Mais recentemente, a Rússia decidiu “atirar-se” aos PALOP. Uma vez que Portugal apoia a Ucrânia e pertence à NATO, tornou-se um país hostil a Moscovo, que se sente no direito de entrar nas nossas zonas de influência em África. Recentemente assinou acordos com Angola e São Tomé. O acordo com São Tomé prevê “troca de informações sobre questões de mútuo interesse no domínio militar”, assim como – reforçando a ideia acima - “troca de experiências e informações sobre a implementação das doutrinas de defesa nacional”. As partes comprometeram-se, igualmente, a efetuar “consultas sobre questões de segurança global e regional” e a organizar “atividades conjuntas de formação operacional e de combate”; “participar em exercícios militares”; “escala de navios militares e visitas da aviação militar”. Tudo isto é típico da aproximação dos russos a outros países africanos.
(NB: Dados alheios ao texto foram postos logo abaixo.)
//! Podcast feed ingestion.
//!
//! One run fetches an RSS feed, derives per-episode metadata and stores the
//! episodes whose link has not been seen before:
//!
//! - [`feed`] - HTTP retrieval and RSS item parsing
//! - [`enrich`] - title/description lengths and a stable link hash
//! - [`reconcile`] - existence checks and the batch insert
//! - [`storage`] - the [`storage::EpisodeStore`] trait and its backends
//! - [`pipeline`] - [`pipeline::run_once`], the entry point a scheduler calls
//!
//! # Example
//!
//! ```ignore
//! use podcast_ingest::{config::Config, pipeline};
//!
//! let config = Config::load(path)?;
//! let report = pipeline::run(&config).await?;
//! println!("{} new episodes", report.inserted.len());
//! ```

pub mod config;
pub mod enrich;
pub mod feed;
pub mod pipeline;
pub mod reconcile;
pub mod storage;

pub use config::Config;
pub use pipeline::{run, run_once, PipelineError, RunReport};
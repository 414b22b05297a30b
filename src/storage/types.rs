use serde::Serialize;
use thiserror::Error;

// ============================================================================
// Error Types
// ============================================================================

/// Store errors. All of them abort the run.
#[derive(Debug, Error)]
pub enum StoreError {
    /// The database file is locked by another writer
    #[error("Episode store is locked by another process")]
    Locked,

    /// Connection string could not be used to reach the store
    #[error("Failed to connect to episode store: {0}")]
    Connect(String),

    /// Collection names are spliced into SQL and must be plain identifiers
    #[error("Invalid collection name '{0}'")]
    InvalidCollection(String),

    /// Migration failed
    #[error("Episode store migration failed: {0}")]
    Migration(String),

    /// The store already holds a document with this link
    #[error("Episode with link '{0}' already stored")]
    DuplicateLink(String),

    /// A stored row holds a value no episode can have (e.g. a negative length)
    #[error("Corrupt episode row {id}: {reason}")]
    Corrupt { id: i64, reason: String },

    /// In-process store is unusable (poisoned lock)
    #[error("Episode store unavailable: {0}")]
    Unavailable(String),

    /// Generic database error
    #[error("Episode store error: {0}")]
    Other(#[from] sqlx::Error),
}

impl StoreError {
    /// Classify a sqlx error, picking out lock contention.
    pub(crate) fn from_sqlx(err: sqlx::Error) -> Self {
        let error_string = err.to_string().to_lowercase();

        // SQLITE_BUSY (5): database is locked
        // SQLITE_LOCKED (6): database table is locked
        if error_string.contains("database is locked")
            || error_string.contains("database table is locked")
            || error_string.contains("sqlite_busy")
            || error_string.contains("sqlite_locked")
        {
            return StoreError::Locked;
        }

        StoreError::Other(err)
    }
}

// ============================================================================
// Data Structures
// ============================================================================

/// An episode document ready to be inserted; the store assigns the id.
#[derive(Debug, Clone, PartialEq, Eq)]
pub struct NewEpisode {
    pub link: String,
    pub title: String,
    pub published: Option<String>,
    pub description: String,
    pub filename: String,
    /// Filled in later by the transcription job; always `None` on insert.
    pub transcript: Option<String>,
    pub title_length: usize,
    pub description_length: usize,
    pub link_hash: String,
}

impl NewEpisode {
    pub(crate) fn into_stored(self, id: i64) -> StoredEpisode {
        StoredEpisode {
            id,
            link: self.link,
            title: self.title,
            published: self.published,
            description: self.description,
            filename: self.filename,
            transcript: self.transcript,
            title_length: self.title_length,
            description_length: self.description_length,
            link_hash: self.link_hash,
        }
    }
}

/// An episode document as persisted, with its store-assigned id.
#[derive(Debug, Clone, PartialEq, Eq, Serialize)]
pub struct StoredEpisode {
    pub id: i64,
    pub link: String,
    pub title: String,
    pub published: Option<String>,
    pub description: String,
    pub filename: String,
    pub transcript: Option<String>,
    pub title_length: usize,
    pub description_length: usize,
    pub link_hash: String,
}

/// Internal row type for episode queries (used by sqlx FromRow).
/// SQLite integers come back as i64; converted via into_episode().
#[derive(Debug, sqlx::FromRow)]
pub(crate) struct EpisodeDbRow {
    pub id: i64,
    pub link: String,
    pub title: String,
    pub published: Option<String>,
    pub description: String,
    pub filename: String,
    pub transcript: Option<String>,
    pub title_length: i64,
    pub description_length: i64,
    pub link_hash: String,
}

impl EpisodeDbRow {
    pub(crate) fn into_episode(self) -> Result<StoredEpisode, StoreError> {
        let title_length = column_length(self.id, "title_length", self.title_length)?;
        let description_length =
            column_length(self.id, "description_length", self.description_length)?;

        Ok(StoredEpisode {
            id: self.id,
            link: self.link,
            title: self.title,
            published: self.published,
            description: self.description,
            filename: self.filename,
            transcript: self.transcript,
            title_length,
            description_length,
            link_hash: self.link_hash,
        })
    }
}

fn column_length(id: i64, column: &str, value: i64) -> Result<usize, StoreError> {
    usize::try_from(value).map_err(|_| StoreError::Corrupt {
        id,
        reason: format!("{column} is {value}"),
    })
}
Também se fala de um acordo com Moçambique, cujos contornos ainda são desconhecidos. 

Uma delegação da CPLP foi convidada a participar num evento cultural na Biblioteca Parlamentar Nacional da Geórgia, no âmbito das celebrações do 5 de Maio – “Dia Mundial da Língua Portuguesa” e “Dia da Língua Portuguesa e da Cultura na CPLP” -, e na cerimónia de juramento militar do 26 de maio, que assinala o Dia da Independência da Geórgia.

Resumindo, Moscovo está a expandir os seus interesses para lá do Sahel. 

Lisboa decerto não fez nem fará nada para impedir estas andanças, mas os norte-americanos não estão dispostos a ceder terreno aos russos. Não é por acaso que, na semana passada, Biden recebeu na Casa Branca o presidente do Quénia, William Ruto, com honras de Estado e muita conversa sobre uma “velha amizade de 60 anos” e cooperação a vários níveis, inclusive no desenvolvimento de Inteligência Artifical (IA). É preciso levar em conta que o Quénia é a segunda maior economia do continente, a seguir à África do Sul.

Pode dizer-se que esta II Guerra Fria tem três potências em disputa, os “Ocidentais” (Estados Unidos e Europa), os “Orientais” (China e Coreia do Norte) e os “Euroasiáticos” (Rússia, Bielorrússia). Lembra muito o mundo inventado por Orwell em “1984”, não é?